Blockchain Research Newsletter #0: Parallel Chains and Graphene

Published in

Blockchain Research Newsletter

11 min readJan 8, 2019

This is the first post in our newsletter focused on summarizing research papers in the blockchain space. Every 2 weeks to 18 months, we will be summarizing papers that we suspect a lot of people have wanted to read but have no time to due to the length of papers, the steep learning curve or both. These papers will focus on different aspects of blockchain technology such as scalability, privacy, and consensus mechanisms.

Since Satoshi Nakamoto published the Bitcoin whitepaper in 2008, there has been an explosion of papers being published in this burgeoning field of blockchain technology. Thus, it is very hard to keep up and on top of the latest advances in the field, as they require deep knowledge of distributed systems, cryptography, economics, and computer science. Most people (developers, other researchers, project managers, etc.) want to understand these papers at a high enough level in order to build on top of them, implement them in real life, or simply understand the landscape of blockchain technology.

In this first post, we will be going through Parallel Chains, a method to increase blockchain scalability released by IOHK, a company founded by Charles Hoskinson and well-known for his work with Ethereum (and eventually Ethereum Classic) and Cardano. We will also cover Graphene, a method to improve block propagation in Bitcoin, co-authored by, among others, Gavin Andresen, an early Bitcoin developer.

Parallel Chains

It is widely known that blockchains suffer from a scalability problem. Notoriously, Bitcoin can process on the order of 7 transactions per second while its main competitor, Ethereum, can process 10–15 transactions per second. When these numbers are compared to major payment providers like Visa, we realize we have a long ways to go before blockchains can reach that kind of transaction throughput. Parallel Chains, a method set forth by the IOHK research team, aims to provide a method to scaling both PoW- and PoS-based blockchain protocols. The team also sets forth a formal model for analyzing transaction throughput. First, we will go through their proposed model for analyzing transaction throughput and then we will be summarizing the parallel chains construction for both the PoW and PoS blockchain settings.

Model for transaction throughput

Assume that each party in the protocol has the same amount of bandwidth and that there is a semi-adaptive adversary that can delay messages sent across the network. Note that these delays are bounded in that the adversary cannot indefinitely delay messages. We also assume that we are operating in a peer-to-peer gossip network. We define a slot to be the time interval in which a block of size b gets propagated to the network, given the bandwidth of each party. Parties can announce messages to others at a rate of one block per slot. If they announce more than one block per given slot, it will be queued locally and announced at a later date, one by one. Upon delivery to other parties, these blocks are stored in the recipient’s inbox and can be retrieved at a maximum rate of m blocks per slot, where m is called the bandwidth-asymmetry parameter of the model. For our purposes, we will set m = 1. In addition to delaying messages, an adversary can also announce messages to different parties. Due to the gossiping nature of the network, eventually, all parties in the network will receive these messages. This will not affect how many such messages they can send in a slot but it will be queued as usual on the recipient’s end.

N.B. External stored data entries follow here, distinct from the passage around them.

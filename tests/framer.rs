use hl7_pipe::sans::framer::{Framer, INLINE_LINE_CAPACITY, Options, StreamProcessor};

const FEED: &[u8] = b"# header\r\nMSH|^~\\&|A\r\nPID|1\r\n\r\nPV1|I\rOBX|1|TX\rNTE|1";

#[derive(Debug, Clone, PartialEq, Eq)]
enum Event {
    Line(usize, Vec<u8>),
    Comment(usize, Vec<u8>),
    Error(usize, Vec<u8>),
    Complete,
}

/// Records everything a framer dispatches, rejecting lines starting with a
/// configured byte.
#[derive(Default)]
struct Recorder {
    events: Vec<Event>,
    reject: Option<u8>,
    skip_errors: bool,
}

impl Recorder {
    fn lines(&self) -> Vec<&[u8]> {
        self.events
            .iter()
            .filter_map(|e| match e {
                Event::Line(_, line) => Some(line.as_slice()),
                _ => None,
            })
            .collect()
    }
}

impl StreamProcessor for Recorder {
    type Error = usize;

    fn on_next(&mut self, line: &[u8], line_number: usize) -> Result<(), usize> {
        if self.reject.is_some() && line.first() == self.reject.as_ref() {
            return Err(line_number);
        }

        self.events.push(Event::Line(line_number, line.to_vec()));
        Ok(())
    }

    fn on_comment(&mut self, line: &[u8], line_number: usize) {
        self.events.push(Event::Comment(line_number, line.to_vec()));
    }

    fn on_error(&mut self, line: &[u8], error: usize, line_number: usize) -> Result<(), usize> {
        assert_eq!(error, line_number);
        self.events.push(Event::Error(line_number, line.to_vec()));

        if self.skip_errors { Ok(()) } else { Err(error) }
    }

    fn on_complete(&mut self) {
        self.events.push(Event::Complete);
    }
}

fn frame(data: &[u8], chunk_size: usize, options: Options) -> Recorder {
    let mut recorder = Recorder::default();
    let mut framer = Framer::new(options);

    for chunk in data.chunks(chunk_size) {
        framer.feed(chunk, &mut recorder).unwrap();
    }

    framer.finish(&mut recorder).unwrap();
    recorder
}

#[test]
fn lines_are_split_on_terminators() {
    let recorder = frame(FEED, FEED.len(), Options::default());

    assert_eq!(
        recorder.events,
        [
            Event::Comment(1, b"# header".to_vec()),
            Event::Line(2, b"MSH|^~\\&|A".to_vec()),
            Event::Line(3, b"PID|1".to_vec()),
            Event::Line(5, b"PV1|I".to_vec()),
            Event::Line(6, b"OBX|1|TX".to_vec()),
            Event::Line(7, b"NTE|1".to_vec()),
            Event::Complete,
        ]
    );
}

#[test]
fn chunking_does_not_change_lines() {
    let expected = frame(FEED, FEED.len(), Options::default()).events;

    for chunk_size in 1..FEED.len() {
        let recorder = frame(FEED, chunk_size, Options::default());
        assert_eq!(recorder.events, expected, "chunk size {chunk_size}");
    }
}

#[test]
fn newline_split_from_terminator_is_skipped() {
    let mut recorder = Recorder::default();
    let mut framer = Framer::new(Options::default());

    framer.feed(b"PID|1\r", &mut recorder).unwrap();
    framer.feed(b"", &mut recorder).unwrap();
    framer.feed(b"\nPV1|2\r", &mut recorder).unwrap();
    framer.feed(b"\n", &mut recorder).unwrap();
    framer.finish(&mut recorder).unwrap();

    assert_eq!(recorder.lines(), [b"PID|1".as_slice(), b"PV1|2"]);
}

#[test]
fn blank_lines_can_be_kept() {
    let options = Options {
        ignore_blank_lines: false,
        ..Options::default()
    };

    let recorder = frame(b"PID|1\r\r\nPV1|2\r", 3, options);

    assert_eq!(
        recorder.events,
        [
            Event::Line(1, b"PID|1".to_vec()),
            Event::Line(2, Vec::new()),
            Event::Line(3, b"PV1|2".to_vec()),
            Event::Complete,
        ]
    );
}

#[test]
fn comments_can_be_disabled() {
    let options = Options {
        allow_comments: false,
        ..Options::default()
    };

    let recorder = frame(b"# note\rPID|1\r", 4, options);

    assert_eq!(recorder.lines(), [b"# note".as_slice(), b"PID|1"]);
}

#[test]
fn terminated_stream_has_no_trailing_line() {
    let recorder = frame(b"PID|1\r\n", 2, Options::default());

    assert_eq!(
        recorder.events,
        [Event::Line(1, b"PID|1".to_vec()), Event::Complete]
    );
}

#[test]
fn empty_stream_only_completes() {
    let recorder = frame(b"", 1, Options::default());

    assert_eq!(recorder.events, [Event::Complete]);
}

#[test]
fn long_lines_spill_past_inline_capacity() {
    let mut line = b"NTE|1|".to_vec();
    line.resize(INLINE_LINE_CAPACITY * 3, b'x');

    let mut data = line.clone();
    data.extend_from_slice(b"\rPID|1\r");
    data.extend_from_slice(&line);

    let recorder = frame(&data, 100, Options::default());

    assert_eq!(
        recorder.lines(),
        [line.as_slice(), b"PID|1", line.as_slice()]
    );
}

#[test]
fn rejected_lines_abort_by_default() {
    let mut recorder = Recorder {
        reject: Some(b'X'),
        ..Recorder::default()
    };

    let mut framer = Framer::new(Options::default());
    let result = framer.feed(b"PID|1\rXYZ|2\rPV1|3\r", &mut recorder);

    assert_eq!(result, Err(2));
    assert_eq!(framer.line_number(), 2);
    assert_eq!(
        recorder.events,
        [
            Event::Line(1, b"PID|1".to_vec()),
            Event::Error(2, b"XYZ|2".to_vec()),
        ]
    );
}

#[test]
fn rejected_lines_can_be_skipped() {
    let mut recorder = Recorder {
        reject: Some(b'X'),
        skip_errors: true,
        ..Recorder::default()
    };

    let mut framer = Framer::new(Options::default());
    framer.feed(b"PID|1\rXYZ|2\rPV1|3", &mut recorder).unwrap();
    framer.finish(&mut recorder).unwrap();

    assert_eq!(
        recorder.events,
        [
            Event::Line(1, b"PID|1".to_vec()),
            Event::Error(2, b"XYZ|2".to_vec()),
            Event::Line(3, b"PV1|3".to_vec()),
            Event::Complete,
        ]
    );
}

#[test]
fn rejected_final_line_prevents_completion() {
    let mut recorder = Recorder {
        reject: Some(b'X'),
        ..Recorder::default()
    };

    let mut framer = Framer::new(Options::default());
    framer.feed(b"PID|1\rXYZ", &mut recorder).unwrap();

    assert_eq!(framer.finish(&mut recorder), Err(2));
    assert!(!recorder.events.contains(&Event::Complete));
}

Parallel Chains in Proof of Stake setting

The presentation of Parallel Chains in a PoS settings assumes that Ouroboros Praos is the PoS algorithm. Ouroboros Praos works in the same model as was presented earlier. Thus, it is secure in the semi-synchronous setting with fully adaptive adversaries.

In Ouroboros Praos, all parties must stake some amount of tokens in order to participate in securing the blockchain. In each slot, a block gets created by a single party (the leader). The probability that a particular party gets selected as the leader for that slot is proportional to their stake in the protocol. Each party checks if they were elected as a slot leader by locally computing a verifiable random function (VRF) using their private key, with inputs to the VRF of the slot number and epoch randomness. A VRF is a pseudo-random function for which one can publicly verify the correctness of the output. A series of slots is called an epoch. The epoch randomness is a hash of VRF outputs of previous blocks from the first two-thirds of the previous epoch. Once elected as leader, a party has the right to produce blocks for that slot. Due to the nature of the slot election, it is possible to have no or many slot leaders for a particular slot. Blocks are signed using a cryptographic construct called key-evolving signatures, which are a type of signature that mitigates the damage caused by key exposure by splitting the time for which keys are valid over a small length of time. In Ouroboros Praos, such keys are valid only for a given slot. Parties in the protocol collect valid blocks and update their state to reflect the longest chain without too many forks. For more information on Ouroboros Praos, you can read the paper here.

Now, we go over the Parallel Chains composition in the Proof of Stake setting. Roughly, Parallel Chains in the PoS setting involved running mcopies of the slightly modified Ouroboros protocol in parallel such that all of these copies maintain a joint blockchain.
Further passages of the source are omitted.